Hatch v. Board of Sup'rs of Lyon County

Citation152 N.W. 28,170 Iowa 82
Decision Date09 April 1915
Docket Number29818
PartiesI. P. HATCH et al., Appellants, v. BOARD OF SUPERVISORS et al., Appellees
CourtUnited States State Supreme Court of Iowa

Appeal from Lyon District Court.--HON. WILLIAM HUTCHINSON, Judge.

CERTIORARI to review the legality of the establishment of a highway. The district court dismissed the petition, and plaintiffs appeal.


S. D Riniker, for appellants.

Simon Fisher, County Attorney, for appellees.




Before the board of supervisors, this was a proceeding to establish a consent highway under the provisions of Sec. 1512 of the Code, which provides that such road may be established, "if the written consent of all the owners of the land to be used for that purpose be first filed in the auditor's office." One Anna Blum was such owner, and her name does not appear on the petition filed with the auditor. It does bear the signature of her husband.

The writ of certiorari may be granted where it is alleged that the tribunal below exceeded its proper jurisdiction, or is otherwise acting illegally. Code, Sec. 4154.

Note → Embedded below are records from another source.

#![allow(clippy::unwrap_used, clippy::arithmetic_side_effects)]

//! End-to-end tests through the `Keysafe` facade: session authorization,
//! PIN semantics, retention gating, and irreversible wipe.

use std::sync::atomic::{AtomicU64, Ordering};
use std::sync::{Arc, Mutex};
use std::thread;

use keysafe_crypto_core::SecretBuffer;
use keysafe_vault::{
    AuthOutcome, AuthReply, BiometricModality, BiometricProvider, CipherSuite, Clock,
    DenialReason, EngineError, Keysafe, KeysafeConfig, MemoryStore, PlatformFailure,
    RetentionError, SecretStore, StoreError,
};
use tempfile::TempDir;

// ---------------------------------------------------------------------------
// Test doubles
// ---------------------------------------------------------------------------

const DAY: u64 = 86_400;

#[derive(Debug)]
struct ManualClock(AtomicU64);

impl ManualClock {
    fn new() -> Arc<Self> {
        Arc::new(Self(AtomicU64::new(1_700_000_000)))
    }

    fn advance_days(&self, days: u64) {
        self.0.fetch_add(days * DAY, Ordering::SeqCst);
    }
}

impl Clock for ManualClock {
    fn now(&self) -> u64 {
        self.0.load(Ordering::SeqCst)
    }
}

/// Provider whose next answer is set by the test and delivered from another
/// thread, the way platform callbacks arrive.
struct ScriptedProvider {
    modality: BiometricModality,
    next: Mutex<Option<Result<(), PlatformFailure>>>,
}

impl ScriptedProvider {
    fn new(modality: BiometricModality) -> Arc<Self> {
        Arc::new(Self {
            modality,
            next: Mutex::new(None),
        })
    }

    fn answer(&self, result: Result<(), PlatformFailure>) {
        *self.next.lock().unwrap() = Some(result);
    }
}

impl BiometricProvider for ScriptedProvider {
    fn modality(&self) -> BiometricModality {
        self.modality
    }

    fn provider_name(&self) -> &'static str {
        "Scripted"
    }

    fn evaluate(&self, _reason: &str, reply: AuthReply) {
        let next = self.next.lock().unwrap().take();
        thread::spawn(move || match next {
            Some(Ok(())) => reply.succeed(),
            Some(Err(failure)) => reply.fail(failure),
            None => drop(reply),
        });
    }
}

/// Store that fails deletes for keys starting with `poisoned`.
#[derive(Debug)]
struct FlakyStore {
    inner: MemoryStore,
    poisoned: &'static str,
}

impl SecretStore for FlakyStore {
    fn save(&self, key: &str, value: &[u8]) -> Result<(), StoreError> {
        self.inner.save(key, value)
    }

    fn get(&self, key: &str) -> Result<SecretBuffer, StoreError> {
        self.inner.get(key)
    }

    fn delete(&self, key: &str) -> Result<(), StoreError> {
        if key.starts_with(self.poisoned) {
            return Err(StoreError::Unknown("errSecInteractionNotAllowed".into()));
        }
        self.inner.delete(key)
    }

    fn keys(&self) -> Result<Vec<String>, StoreError> {
        self.inner.keys()
    }
}

struct Fixture {
    _dir: TempDir,
    clock: Arc<ManualClock>,
    provider: Arc<ScriptedProvider>,
    keysafe: Keysafe,
}

fn fixture_with(suite: CipherSuite, store: Arc<dyn SecretStore>) -> Fixture {
    let dir = TempDir::new().unwrap();
    let clock = ManualClock::new();
    let provider = ScriptedProvider::new(BiometricModality::Face);
    let config = KeysafeConfig {
        cipher_suite: suite,
        ..KeysafeConfig::default()
    };
    let keysafe = Keysafe::new(config, dir.path(), store, provider.clone(), clock.clone());
    Fixture {
        _dir: dir,
        clock,
        provider,
        keysafe,
    }
}

fn fixture(suite: CipherSuite) -> Fixture {
    fixture_with(suite, Arc::new(MemoryStore::new()))
}

// ---------------------------------------------------------------------------
// Authentication
// ---------------------------------------------------------------------------

#[test]
fn authorized_session_records_use() {
    let f = fixture(CipherSuite::Aes256Cbc);
    f.provider.answer(Ok(()));
    assert_eq!(
        f.keysafe.authorize_session("Unlock your band space").unwrap(),
        AuthOutcome::Authorized
    );
    assert!(!f.keysafe.should_wipe(30));
    f.clock.advance_days(31);
    assert!(f.keysafe.should_wipe(30));
}

#[test]
fn denied_session_does_not_record_use() {
    let f = fixture(CipherSuite::Aes256Cbc);
    f.provider.answer(Err(PlatformFailure::AuthenticationFailed));
    let outcome = f.keysafe.authorize_session("unlock").unwrap();
    assert_eq!(outcome, AuthOutcome::Denied(DenialReason::AuthenticationFailed));
    f.clock.advance_days(365);
    assert!(!f.keysafe.should_wipe(30), "no recorded use, nothing to expire");
}

#[test]
fn not_enrolled_is_reported() {
    let f = fixture(CipherSuite::Aes256Cbc);
    f.provider.answer(Err(PlatformFailure::NotEnrolled));
    let AuthOutcome::Denied(reason) = f.keysafe.authenticate("unlock") else {
        panic!("expected denial");
    };
    assert_eq!(reason, DenialReason::BiometryNotEnrolled);
    assert!(reason.user_message().is_some());
}

#[test]
fn cancellation_is_silent() {
    let f = fixture(CipherSuite::Aes256Cbc);
    f.provider.answer(Err(PlatformFailure::UserCancel));
    let AuthOutcome::Denied(reason) = f.keysafe.authenticate("unlock") else {
        panic!("expected denial");
    };
    assert_eq!(reason, DenialReason::UserCancelled);
    assert!(reason.user_message().is_none());
}

#[test]
fn unanswered_challenge_resolves_as_cancelled() {
    let f = fixture(CipherSuite::Aes256Cbc);
    // No scripted answer: the provider drops the reply on another thread.
    assert_eq!(
        f.keysafe.authenticate("unlock"),
        AuthOutcome::Denied(DenialReason::UserCancelled)
    );
}

// ---------------------------------------------------------------------------
// PIN
// ---------------------------------------------------------------------------

#[test]
fn pin_semantics() {
    let f = fixture(CipherSuite::Aes256Cbc);
    assert!(!f.keysafe.validate_pin("123456").unwrap());
    assert!(!f.keysafe.is_pin_enabled().unwrap());

    f.keysafe.set_pin("123456").unwrap();
    assert!(f.keysafe.is_pin_enabled().unwrap());
    assert!(f.keysafe.validate_pin("123456").unwrap());
    assert!(!f.keysafe.validate_pin("000000").unwrap());
    assert!(!f.keysafe.validate_pin("1234567").unwrap());
}

#[test]
fn daily_pin_unlocks_keep_retention_open() {
    let f = fixture(CipherSuite::Aes256Gcm);
    f.provider.answer(Ok(()));
    assert!(f.keysafe.authorize_session("unlock").unwrap().is_authorized());
    f.keysafe.set_pin("123456").unwrap();
    let sealed = f.keysafe.encrypt(b"tour budget").unwrap();

    for _ in 0..45 {
        f.clock.advance_days(1);
        assert!(f.keysafe.authorize_with_pin("123456").unwrap());
    }

    assert!(!f.keysafe.enforce_retention().unwrap());
    assert_eq!(f.keysafe.decrypt(&sealed).unwrap().expose(), b"tour budget");
}

#[test]
fn wrong_pin_does_not_record_use() {
    let f = fixture(CipherSuite::Aes256Cbc);
    f.keysafe.set_pin("123456").unwrap();
    f.keysafe.record_use().unwrap();

    f.clock.advance_days(31);
    assert!(!f.keysafe.authorize_with_pin("654321").unwrap());
    assert!(f.keysafe.should_wipe(30));
}

// ---------------------------------------------------------------------------
// Wipe
// ---------------------------------------------------------------------------

#[test]
fn wipe_invalidates_gcm_payloads() {
    let f = fixture(CipherSuite::Aes256Gcm);
    let sealed = f.keysafe.encrypt(b"bank details").unwrap();
    f.keysafe.wipe().unwrap();
    assert!(matches!(
        f.keysafe.decrypt(&sealed),
        Err(EngineError::CryptoFailure(_))
    ));
    // New payloads still work.
    let fresh = f.keysafe.encrypt(b"after wipe").unwrap();
    assert_eq!(f.keysafe.decrypt(&fresh).unwrap().expose(), b"after wipe");
}

#[test]
fn wipe_never_recovers_cbc_plaintext() {
    let f = fixture(CipherSuite::Aes256Cbc);
    let plaintext = b"rehearsal room door code 4711";
    let sealed = f.keysafe.encrypt(plaintext).unwrap();
    f.keysafe.wipe().unwrap();
    match f.keysafe.decrypt(&sealed) {
        Err(err) => assert!(matches!(err, EngineError::CryptoFailure(_))),
        Ok(garbage) => assert_ne!(garbage.expose(), plaintext),
    }
}

#[test]
fn delete_account_clears_user_settings() {
    let f = fixture(CipherSuite::Aes256Cbc);
    f.keysafe.set_pin("246810").unwrap();
    f.keysafe.set_biometric_enabled(true, "user-1").unwrap();
    f.keysafe.remember_login("user-1", "drummer@example.com").unwrap();
    f.keysafe.record_use().unwrap();
    let before = f.keysafe.key_fingerprint().unwrap();

    f.keysafe.delete_account().unwrap();

    assert!(!f.keysafe.is_pin_enabled().unwrap());
    assert!(!f.keysafe.is_biometric_enabled("user-1").unwrap());
    assert!(f.keysafe.remembered_login("user-1").unwrap().is_none());
    assert!(!f.keysafe.should_wipe(0));
    let after = f.keysafe.key_fingerprint().unwrap();
    assert!(after.is_some());
    assert_ne!(before, after);
}

#[test]
fn partial_wipe_reports_unknown_without_fresh_key() {
    let store = Arc::new(FlakyStore {
        inner: MemoryStore::new(),
        poisoned: "keysafe.biometric_enabled_",
    });
    let f = fixture_with(CipherSuite::Aes256Gcm, store);
    let sealed = f.keysafe.encrypt(b"payload").unwrap();
    f.keysafe.set_biometric_enabled(true, "user-1").unwrap();

    let err = f.keysafe.wipe().unwrap_err();
    assert!(matches!(err, RetentionError::Unknown(_)), "{err:?}");

    // No fresh key was laid over the half-wiped store.
    assert!(f.keysafe.key_fingerprint().unwrap().is_none());
    assert!(f.keysafe.decrypt(&sealed).is_err());
}

// ---------------------------------------------------------------------------
// Retention
// ---------------------------------------------------------------------------

#[test]
fn enforce_retention_wipes_only_after_window() {
    let f = fixture(CipherSuite::Aes256Gcm);
    assert!(!f.keysafe.enforce_retention().unwrap(), "fresh install is exempt");

    let sealed = f.keysafe.encrypt(b"cached roster").unwrap();
    f.keysafe.record_use().unwrap();
    f.clock.advance_days(29);
    assert!(!f.keysafe.enforce_retention().unwrap());
    assert_eq!(f.keysafe.decrypt(&sealed).unwrap().expose(), b"cached roster");

    f.clock.advance_days(2);
    assert!(f.keysafe.enforce_retention().unwrap());
    assert!(f.keysafe.decrypt(&sealed).is_err());
    // lastUse was cleared with everything else.
    assert!(!f.keysafe.enforce_retention().unwrap());
}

In determining whether the district court held rightly that the board had not exceeded its proper jurisdiction, and had not otherwise acted illegally, we have for solution the following ultimate questions:

1. Did the district court err in receiving testimony additional to the return?

2. Can it be shown on the certiorari hearing that the petition was materially altered without consent of the signers, and if it can, what is the effect of such testimony?

3. May it be shown, aside from the return, that some landowner did not give written consent?

4. Did the testimony admitted establish such written consent?

I. Before we are concerned with the effect of some of the testimony taken against objection, we must dispose of its admissibility.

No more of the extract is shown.